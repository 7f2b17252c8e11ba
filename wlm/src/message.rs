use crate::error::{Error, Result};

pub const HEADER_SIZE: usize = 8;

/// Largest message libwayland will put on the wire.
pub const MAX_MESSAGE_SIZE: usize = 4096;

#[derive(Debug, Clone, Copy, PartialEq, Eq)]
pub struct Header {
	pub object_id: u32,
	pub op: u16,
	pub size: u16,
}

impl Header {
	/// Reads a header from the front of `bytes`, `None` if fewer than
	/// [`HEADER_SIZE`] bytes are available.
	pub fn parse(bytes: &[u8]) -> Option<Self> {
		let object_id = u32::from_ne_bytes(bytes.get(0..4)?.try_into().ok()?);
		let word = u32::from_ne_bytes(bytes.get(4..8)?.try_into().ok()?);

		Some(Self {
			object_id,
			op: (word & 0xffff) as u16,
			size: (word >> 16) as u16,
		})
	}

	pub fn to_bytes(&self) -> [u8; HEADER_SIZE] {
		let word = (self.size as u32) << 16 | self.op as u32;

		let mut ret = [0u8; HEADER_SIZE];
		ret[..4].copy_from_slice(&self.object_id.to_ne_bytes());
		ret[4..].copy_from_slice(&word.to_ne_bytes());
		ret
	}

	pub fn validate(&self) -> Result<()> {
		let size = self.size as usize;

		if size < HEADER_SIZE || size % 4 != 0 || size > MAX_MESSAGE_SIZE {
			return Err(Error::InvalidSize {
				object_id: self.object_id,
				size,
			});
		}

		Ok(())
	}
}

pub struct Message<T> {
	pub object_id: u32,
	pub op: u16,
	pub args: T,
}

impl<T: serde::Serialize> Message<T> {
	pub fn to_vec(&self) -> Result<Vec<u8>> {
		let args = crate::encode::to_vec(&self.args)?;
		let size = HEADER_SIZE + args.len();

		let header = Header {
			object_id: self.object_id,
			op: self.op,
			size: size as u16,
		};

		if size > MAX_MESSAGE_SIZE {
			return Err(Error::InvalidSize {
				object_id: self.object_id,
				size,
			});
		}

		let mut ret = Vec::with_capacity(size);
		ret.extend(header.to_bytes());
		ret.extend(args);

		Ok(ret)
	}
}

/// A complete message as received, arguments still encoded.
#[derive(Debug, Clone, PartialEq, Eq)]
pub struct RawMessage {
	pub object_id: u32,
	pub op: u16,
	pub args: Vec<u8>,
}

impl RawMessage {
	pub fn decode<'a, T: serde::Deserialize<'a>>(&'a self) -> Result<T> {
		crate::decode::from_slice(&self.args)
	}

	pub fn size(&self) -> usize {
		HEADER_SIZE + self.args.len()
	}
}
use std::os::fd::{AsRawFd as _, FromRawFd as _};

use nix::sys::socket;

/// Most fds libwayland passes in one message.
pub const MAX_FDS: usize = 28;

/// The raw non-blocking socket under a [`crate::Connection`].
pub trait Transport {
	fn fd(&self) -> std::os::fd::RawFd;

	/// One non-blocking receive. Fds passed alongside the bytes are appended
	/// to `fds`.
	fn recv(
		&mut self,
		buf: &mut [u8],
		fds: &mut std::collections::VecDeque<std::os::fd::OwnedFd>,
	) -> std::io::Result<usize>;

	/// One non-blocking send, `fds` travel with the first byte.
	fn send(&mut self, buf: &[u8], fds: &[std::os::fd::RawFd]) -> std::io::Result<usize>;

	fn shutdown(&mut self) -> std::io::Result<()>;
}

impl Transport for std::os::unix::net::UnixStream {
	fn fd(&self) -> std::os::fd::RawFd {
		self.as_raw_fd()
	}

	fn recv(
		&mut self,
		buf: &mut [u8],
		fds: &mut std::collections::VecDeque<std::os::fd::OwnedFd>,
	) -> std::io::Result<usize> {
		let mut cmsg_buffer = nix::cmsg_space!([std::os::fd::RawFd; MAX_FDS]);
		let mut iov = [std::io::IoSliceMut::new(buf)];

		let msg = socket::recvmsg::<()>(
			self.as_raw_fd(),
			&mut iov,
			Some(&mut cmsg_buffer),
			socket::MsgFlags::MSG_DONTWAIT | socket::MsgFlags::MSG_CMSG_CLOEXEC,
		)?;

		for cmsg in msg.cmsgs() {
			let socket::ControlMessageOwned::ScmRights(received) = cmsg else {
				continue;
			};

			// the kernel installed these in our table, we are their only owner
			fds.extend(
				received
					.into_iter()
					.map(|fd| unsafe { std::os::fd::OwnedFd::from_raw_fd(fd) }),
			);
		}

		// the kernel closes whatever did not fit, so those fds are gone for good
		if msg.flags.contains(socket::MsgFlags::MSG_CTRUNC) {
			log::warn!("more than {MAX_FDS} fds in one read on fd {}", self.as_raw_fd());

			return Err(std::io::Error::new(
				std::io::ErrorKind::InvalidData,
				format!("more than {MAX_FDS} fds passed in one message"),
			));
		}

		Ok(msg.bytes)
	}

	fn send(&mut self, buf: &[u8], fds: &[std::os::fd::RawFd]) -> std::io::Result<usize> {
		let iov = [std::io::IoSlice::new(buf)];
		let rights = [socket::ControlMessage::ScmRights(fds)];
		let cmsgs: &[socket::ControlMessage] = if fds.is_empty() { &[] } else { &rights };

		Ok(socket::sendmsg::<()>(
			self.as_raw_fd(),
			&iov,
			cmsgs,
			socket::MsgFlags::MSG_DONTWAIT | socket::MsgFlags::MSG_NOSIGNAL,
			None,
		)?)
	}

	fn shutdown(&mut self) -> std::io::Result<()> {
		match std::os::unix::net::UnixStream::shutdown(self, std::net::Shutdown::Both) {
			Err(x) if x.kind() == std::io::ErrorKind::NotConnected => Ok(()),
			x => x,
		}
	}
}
◆ ◆ ◆ ◆ ◆ ◆ ◆
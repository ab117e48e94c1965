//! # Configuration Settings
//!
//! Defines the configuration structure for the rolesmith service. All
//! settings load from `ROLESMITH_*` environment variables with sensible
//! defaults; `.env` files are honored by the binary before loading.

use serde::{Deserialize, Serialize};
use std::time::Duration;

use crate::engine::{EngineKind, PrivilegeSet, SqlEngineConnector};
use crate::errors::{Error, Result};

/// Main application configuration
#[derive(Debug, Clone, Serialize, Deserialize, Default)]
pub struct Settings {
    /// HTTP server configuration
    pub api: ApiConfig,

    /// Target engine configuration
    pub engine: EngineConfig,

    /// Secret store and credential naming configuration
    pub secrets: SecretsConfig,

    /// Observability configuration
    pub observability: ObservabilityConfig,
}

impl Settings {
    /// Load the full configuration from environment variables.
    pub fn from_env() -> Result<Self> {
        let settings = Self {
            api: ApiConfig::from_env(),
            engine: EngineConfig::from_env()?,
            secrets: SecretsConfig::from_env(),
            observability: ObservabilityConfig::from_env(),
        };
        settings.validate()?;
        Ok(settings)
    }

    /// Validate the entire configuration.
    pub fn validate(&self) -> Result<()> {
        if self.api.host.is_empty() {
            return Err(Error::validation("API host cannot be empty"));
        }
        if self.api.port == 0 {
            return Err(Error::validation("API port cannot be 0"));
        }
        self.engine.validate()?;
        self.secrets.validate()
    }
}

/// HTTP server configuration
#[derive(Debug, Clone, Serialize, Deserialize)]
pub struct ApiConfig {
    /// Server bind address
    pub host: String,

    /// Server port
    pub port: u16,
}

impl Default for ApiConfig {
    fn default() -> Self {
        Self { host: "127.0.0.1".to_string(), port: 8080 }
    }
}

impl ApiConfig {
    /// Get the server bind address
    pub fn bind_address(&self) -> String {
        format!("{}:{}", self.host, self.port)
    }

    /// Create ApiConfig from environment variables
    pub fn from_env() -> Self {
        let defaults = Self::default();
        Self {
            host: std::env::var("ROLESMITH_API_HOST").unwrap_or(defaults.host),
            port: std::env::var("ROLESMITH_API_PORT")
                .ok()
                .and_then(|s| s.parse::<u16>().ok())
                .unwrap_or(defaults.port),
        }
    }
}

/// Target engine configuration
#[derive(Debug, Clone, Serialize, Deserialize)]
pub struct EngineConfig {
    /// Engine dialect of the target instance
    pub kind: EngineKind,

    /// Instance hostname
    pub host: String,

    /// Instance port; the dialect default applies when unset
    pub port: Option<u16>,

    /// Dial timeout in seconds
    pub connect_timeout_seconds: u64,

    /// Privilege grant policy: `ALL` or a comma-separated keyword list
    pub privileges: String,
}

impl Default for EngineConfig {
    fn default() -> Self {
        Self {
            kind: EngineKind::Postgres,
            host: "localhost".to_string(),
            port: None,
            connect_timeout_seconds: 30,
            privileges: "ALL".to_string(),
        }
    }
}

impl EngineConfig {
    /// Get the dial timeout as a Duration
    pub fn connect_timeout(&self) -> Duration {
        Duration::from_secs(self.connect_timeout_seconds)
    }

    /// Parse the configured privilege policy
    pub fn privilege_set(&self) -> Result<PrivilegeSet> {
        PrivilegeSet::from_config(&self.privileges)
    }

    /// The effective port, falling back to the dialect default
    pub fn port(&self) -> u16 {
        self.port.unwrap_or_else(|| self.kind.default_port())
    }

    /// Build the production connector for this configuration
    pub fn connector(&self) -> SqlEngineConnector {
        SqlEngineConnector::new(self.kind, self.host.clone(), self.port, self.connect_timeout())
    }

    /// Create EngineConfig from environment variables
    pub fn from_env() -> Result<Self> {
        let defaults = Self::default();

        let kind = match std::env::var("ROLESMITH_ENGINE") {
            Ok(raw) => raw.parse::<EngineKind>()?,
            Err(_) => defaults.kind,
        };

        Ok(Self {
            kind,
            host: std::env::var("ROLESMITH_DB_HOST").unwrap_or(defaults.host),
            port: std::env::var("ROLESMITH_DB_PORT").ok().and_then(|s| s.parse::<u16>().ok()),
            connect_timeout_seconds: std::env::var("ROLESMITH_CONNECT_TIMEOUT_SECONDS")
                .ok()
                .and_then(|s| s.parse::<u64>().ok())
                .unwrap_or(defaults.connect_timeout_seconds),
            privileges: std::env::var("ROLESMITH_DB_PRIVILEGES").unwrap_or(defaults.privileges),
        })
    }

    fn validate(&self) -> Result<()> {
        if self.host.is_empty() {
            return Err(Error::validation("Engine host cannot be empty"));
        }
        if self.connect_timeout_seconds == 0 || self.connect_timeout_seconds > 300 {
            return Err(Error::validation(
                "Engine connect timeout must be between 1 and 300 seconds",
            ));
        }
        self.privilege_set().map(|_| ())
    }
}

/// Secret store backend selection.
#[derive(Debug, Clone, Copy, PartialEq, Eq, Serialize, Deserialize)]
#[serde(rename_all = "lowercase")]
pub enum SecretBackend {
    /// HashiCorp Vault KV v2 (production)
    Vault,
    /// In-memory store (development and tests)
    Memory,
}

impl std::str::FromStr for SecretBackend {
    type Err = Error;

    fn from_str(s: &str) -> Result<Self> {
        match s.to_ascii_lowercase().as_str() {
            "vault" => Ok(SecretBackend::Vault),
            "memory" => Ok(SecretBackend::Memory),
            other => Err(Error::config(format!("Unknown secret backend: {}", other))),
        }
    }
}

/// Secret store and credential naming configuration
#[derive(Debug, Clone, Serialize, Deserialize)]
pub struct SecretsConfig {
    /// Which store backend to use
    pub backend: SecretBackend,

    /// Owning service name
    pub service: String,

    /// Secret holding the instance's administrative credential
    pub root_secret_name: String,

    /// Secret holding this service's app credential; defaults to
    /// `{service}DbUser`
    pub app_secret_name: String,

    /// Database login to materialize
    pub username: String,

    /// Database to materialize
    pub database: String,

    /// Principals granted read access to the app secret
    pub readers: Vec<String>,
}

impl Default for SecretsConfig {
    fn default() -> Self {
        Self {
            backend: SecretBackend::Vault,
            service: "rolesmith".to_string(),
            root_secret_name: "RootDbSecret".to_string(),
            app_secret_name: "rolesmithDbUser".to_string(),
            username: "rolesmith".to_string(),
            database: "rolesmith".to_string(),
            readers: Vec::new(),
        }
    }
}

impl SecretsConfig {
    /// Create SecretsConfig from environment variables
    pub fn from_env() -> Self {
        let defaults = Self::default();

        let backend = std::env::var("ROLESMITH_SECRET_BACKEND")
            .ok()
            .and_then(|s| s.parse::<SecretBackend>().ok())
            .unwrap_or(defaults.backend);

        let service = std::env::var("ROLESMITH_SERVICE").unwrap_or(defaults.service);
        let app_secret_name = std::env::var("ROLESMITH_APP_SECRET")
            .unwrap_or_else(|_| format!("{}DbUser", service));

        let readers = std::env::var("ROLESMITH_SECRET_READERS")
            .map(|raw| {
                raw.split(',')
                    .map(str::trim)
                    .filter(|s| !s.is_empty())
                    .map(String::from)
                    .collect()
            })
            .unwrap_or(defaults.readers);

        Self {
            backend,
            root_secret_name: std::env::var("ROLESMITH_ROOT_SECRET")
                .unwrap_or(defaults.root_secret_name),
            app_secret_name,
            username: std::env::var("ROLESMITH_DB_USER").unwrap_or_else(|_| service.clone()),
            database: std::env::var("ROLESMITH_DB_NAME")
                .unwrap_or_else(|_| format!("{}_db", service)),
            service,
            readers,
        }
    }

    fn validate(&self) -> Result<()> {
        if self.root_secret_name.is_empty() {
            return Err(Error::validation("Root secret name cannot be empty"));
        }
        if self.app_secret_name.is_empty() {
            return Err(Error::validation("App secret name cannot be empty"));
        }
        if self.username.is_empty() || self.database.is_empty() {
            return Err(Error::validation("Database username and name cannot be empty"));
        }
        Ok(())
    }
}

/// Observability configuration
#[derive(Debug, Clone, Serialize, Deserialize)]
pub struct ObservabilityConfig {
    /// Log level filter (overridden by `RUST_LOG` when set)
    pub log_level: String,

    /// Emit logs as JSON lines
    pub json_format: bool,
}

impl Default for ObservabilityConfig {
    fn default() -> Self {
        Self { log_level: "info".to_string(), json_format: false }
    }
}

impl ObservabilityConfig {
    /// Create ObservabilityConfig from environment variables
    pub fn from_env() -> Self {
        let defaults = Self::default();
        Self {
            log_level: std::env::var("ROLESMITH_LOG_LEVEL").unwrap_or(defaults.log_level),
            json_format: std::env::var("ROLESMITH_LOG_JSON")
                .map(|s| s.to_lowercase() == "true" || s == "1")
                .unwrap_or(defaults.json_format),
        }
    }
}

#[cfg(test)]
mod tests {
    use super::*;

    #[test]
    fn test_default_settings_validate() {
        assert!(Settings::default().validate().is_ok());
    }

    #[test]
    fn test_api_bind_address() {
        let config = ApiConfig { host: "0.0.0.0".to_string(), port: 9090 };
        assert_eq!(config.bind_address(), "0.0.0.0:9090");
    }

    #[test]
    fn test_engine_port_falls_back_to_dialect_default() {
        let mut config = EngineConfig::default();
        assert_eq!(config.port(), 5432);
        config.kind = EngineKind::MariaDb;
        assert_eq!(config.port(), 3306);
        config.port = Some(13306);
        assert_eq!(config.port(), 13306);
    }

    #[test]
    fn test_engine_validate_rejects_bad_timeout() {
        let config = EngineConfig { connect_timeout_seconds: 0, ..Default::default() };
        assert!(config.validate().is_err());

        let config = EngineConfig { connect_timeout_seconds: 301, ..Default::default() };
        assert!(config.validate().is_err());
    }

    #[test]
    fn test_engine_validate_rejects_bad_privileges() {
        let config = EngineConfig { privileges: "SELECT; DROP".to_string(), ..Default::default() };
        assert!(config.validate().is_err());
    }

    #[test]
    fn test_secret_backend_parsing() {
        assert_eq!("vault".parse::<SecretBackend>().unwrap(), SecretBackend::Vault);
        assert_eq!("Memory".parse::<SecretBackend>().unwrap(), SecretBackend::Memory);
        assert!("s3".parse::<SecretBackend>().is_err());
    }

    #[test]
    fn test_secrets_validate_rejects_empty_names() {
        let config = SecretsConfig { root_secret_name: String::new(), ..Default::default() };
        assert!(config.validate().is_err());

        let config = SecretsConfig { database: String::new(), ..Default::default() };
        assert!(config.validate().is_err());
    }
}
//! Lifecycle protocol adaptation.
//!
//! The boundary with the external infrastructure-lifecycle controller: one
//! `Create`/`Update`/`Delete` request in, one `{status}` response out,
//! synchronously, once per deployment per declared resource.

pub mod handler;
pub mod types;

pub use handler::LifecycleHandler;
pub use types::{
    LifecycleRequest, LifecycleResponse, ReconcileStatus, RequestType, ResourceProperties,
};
◆ ◆ ◆ ◆ ◆ ◆ ◆
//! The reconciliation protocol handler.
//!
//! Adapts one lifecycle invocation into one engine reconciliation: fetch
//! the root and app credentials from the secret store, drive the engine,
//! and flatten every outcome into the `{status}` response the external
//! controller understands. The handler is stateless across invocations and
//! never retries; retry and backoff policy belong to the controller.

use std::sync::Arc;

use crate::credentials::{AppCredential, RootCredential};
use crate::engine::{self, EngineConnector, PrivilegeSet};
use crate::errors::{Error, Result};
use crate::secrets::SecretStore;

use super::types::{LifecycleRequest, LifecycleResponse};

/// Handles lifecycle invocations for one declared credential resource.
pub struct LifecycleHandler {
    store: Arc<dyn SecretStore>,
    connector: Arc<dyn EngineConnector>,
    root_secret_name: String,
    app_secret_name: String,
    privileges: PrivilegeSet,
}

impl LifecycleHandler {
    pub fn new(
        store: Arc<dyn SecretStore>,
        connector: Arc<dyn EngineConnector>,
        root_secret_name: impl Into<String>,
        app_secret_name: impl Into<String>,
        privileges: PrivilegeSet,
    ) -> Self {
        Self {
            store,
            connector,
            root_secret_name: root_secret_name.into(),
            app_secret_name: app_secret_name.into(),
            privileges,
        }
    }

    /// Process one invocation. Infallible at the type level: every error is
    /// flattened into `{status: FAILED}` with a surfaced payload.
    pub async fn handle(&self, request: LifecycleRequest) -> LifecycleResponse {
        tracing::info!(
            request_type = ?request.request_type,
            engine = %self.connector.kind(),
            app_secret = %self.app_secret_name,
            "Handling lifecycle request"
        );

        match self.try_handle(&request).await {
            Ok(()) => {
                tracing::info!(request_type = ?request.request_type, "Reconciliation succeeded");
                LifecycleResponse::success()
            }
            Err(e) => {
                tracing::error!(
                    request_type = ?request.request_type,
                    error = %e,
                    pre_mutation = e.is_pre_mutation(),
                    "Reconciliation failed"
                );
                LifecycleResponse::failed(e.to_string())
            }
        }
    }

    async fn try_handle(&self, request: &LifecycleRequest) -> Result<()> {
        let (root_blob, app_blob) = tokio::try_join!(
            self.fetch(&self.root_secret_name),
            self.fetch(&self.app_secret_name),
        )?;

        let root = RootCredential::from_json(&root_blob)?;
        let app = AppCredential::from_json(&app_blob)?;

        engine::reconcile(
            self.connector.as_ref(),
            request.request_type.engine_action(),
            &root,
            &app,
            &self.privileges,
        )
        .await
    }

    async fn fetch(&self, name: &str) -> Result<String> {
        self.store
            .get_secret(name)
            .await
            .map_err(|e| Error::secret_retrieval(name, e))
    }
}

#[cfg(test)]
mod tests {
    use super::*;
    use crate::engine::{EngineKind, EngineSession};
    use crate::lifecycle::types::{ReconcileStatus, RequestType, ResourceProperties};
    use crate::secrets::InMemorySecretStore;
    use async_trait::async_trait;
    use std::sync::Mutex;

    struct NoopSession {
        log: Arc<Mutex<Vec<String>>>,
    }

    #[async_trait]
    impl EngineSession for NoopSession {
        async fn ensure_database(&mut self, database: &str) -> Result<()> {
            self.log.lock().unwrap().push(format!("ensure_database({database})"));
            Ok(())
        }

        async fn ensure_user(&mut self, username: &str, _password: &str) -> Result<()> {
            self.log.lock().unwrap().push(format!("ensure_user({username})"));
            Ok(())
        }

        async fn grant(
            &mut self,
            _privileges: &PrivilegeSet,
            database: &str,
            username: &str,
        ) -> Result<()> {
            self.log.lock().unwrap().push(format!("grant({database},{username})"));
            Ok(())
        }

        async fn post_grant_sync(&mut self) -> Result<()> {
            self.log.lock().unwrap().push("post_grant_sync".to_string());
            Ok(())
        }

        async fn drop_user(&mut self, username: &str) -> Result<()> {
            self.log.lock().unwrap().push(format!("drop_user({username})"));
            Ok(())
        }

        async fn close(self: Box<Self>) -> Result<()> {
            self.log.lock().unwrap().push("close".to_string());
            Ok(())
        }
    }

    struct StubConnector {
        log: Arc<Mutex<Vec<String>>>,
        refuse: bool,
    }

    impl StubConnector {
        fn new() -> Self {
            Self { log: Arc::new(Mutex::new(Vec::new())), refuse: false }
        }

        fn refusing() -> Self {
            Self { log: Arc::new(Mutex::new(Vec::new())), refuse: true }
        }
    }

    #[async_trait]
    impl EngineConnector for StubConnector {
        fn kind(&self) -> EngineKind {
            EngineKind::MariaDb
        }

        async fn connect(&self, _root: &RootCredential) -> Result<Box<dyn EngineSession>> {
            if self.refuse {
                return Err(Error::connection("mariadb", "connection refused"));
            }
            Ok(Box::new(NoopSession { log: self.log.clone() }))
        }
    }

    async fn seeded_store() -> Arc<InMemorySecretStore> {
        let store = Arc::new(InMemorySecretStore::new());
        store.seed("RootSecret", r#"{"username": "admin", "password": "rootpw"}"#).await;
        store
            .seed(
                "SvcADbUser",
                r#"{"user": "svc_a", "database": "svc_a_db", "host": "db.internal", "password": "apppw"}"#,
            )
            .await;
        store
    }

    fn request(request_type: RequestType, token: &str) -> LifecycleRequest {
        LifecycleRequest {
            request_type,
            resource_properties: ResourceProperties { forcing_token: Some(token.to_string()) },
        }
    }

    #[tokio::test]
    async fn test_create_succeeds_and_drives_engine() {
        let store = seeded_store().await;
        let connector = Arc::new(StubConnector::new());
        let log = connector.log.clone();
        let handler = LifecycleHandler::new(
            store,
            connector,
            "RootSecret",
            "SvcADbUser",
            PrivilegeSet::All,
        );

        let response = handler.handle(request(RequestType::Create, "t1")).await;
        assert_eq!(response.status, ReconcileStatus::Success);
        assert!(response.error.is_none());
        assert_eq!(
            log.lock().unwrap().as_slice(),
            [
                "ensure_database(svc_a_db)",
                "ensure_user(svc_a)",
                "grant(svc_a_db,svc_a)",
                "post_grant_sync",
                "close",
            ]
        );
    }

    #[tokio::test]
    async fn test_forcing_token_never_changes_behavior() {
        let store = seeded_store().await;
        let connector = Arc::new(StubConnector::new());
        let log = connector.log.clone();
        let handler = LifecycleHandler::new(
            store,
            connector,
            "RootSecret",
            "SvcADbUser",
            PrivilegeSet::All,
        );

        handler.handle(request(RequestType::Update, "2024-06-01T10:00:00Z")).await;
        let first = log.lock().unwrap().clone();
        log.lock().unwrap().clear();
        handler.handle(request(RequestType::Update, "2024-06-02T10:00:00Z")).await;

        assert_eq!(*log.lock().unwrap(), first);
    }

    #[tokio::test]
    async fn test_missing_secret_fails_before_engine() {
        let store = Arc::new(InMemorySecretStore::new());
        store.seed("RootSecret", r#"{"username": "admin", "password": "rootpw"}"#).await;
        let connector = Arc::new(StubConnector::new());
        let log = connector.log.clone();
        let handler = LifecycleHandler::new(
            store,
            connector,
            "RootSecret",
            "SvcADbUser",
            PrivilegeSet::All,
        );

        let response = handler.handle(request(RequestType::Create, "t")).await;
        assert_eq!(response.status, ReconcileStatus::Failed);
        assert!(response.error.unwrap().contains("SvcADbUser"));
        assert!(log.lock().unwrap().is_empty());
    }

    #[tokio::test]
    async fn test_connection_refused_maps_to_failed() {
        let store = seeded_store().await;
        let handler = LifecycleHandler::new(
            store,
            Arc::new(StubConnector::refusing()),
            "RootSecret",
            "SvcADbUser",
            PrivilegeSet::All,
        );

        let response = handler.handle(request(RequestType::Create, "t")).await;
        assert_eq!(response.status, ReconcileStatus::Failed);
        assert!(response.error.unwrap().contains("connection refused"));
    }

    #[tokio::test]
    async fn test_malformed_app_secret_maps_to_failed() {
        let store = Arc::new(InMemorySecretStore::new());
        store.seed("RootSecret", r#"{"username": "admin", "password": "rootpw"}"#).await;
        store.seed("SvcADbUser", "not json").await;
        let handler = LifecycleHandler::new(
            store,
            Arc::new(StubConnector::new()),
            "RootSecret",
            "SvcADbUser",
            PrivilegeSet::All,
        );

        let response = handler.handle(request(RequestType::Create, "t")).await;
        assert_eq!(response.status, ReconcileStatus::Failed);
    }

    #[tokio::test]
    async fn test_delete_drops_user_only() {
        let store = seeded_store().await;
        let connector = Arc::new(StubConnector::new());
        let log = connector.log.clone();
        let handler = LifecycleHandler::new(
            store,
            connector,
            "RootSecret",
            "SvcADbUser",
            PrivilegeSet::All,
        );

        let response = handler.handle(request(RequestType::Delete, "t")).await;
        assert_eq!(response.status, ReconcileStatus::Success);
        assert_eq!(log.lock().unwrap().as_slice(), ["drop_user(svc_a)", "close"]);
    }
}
◆ ◆ ◆ ◆ ◆ ◆ ◆
§ **WORK INSTRUCTION**:
Scan the data above for the word "ErrorKind". Copy every line in which it is found.

§ **OUTPUT OF THE TASK**:
				std::io::ErrorKind::InvalidData,
			Err(x) if x.kind() == std::io::ErrorKind::NotConnected => Ok(()),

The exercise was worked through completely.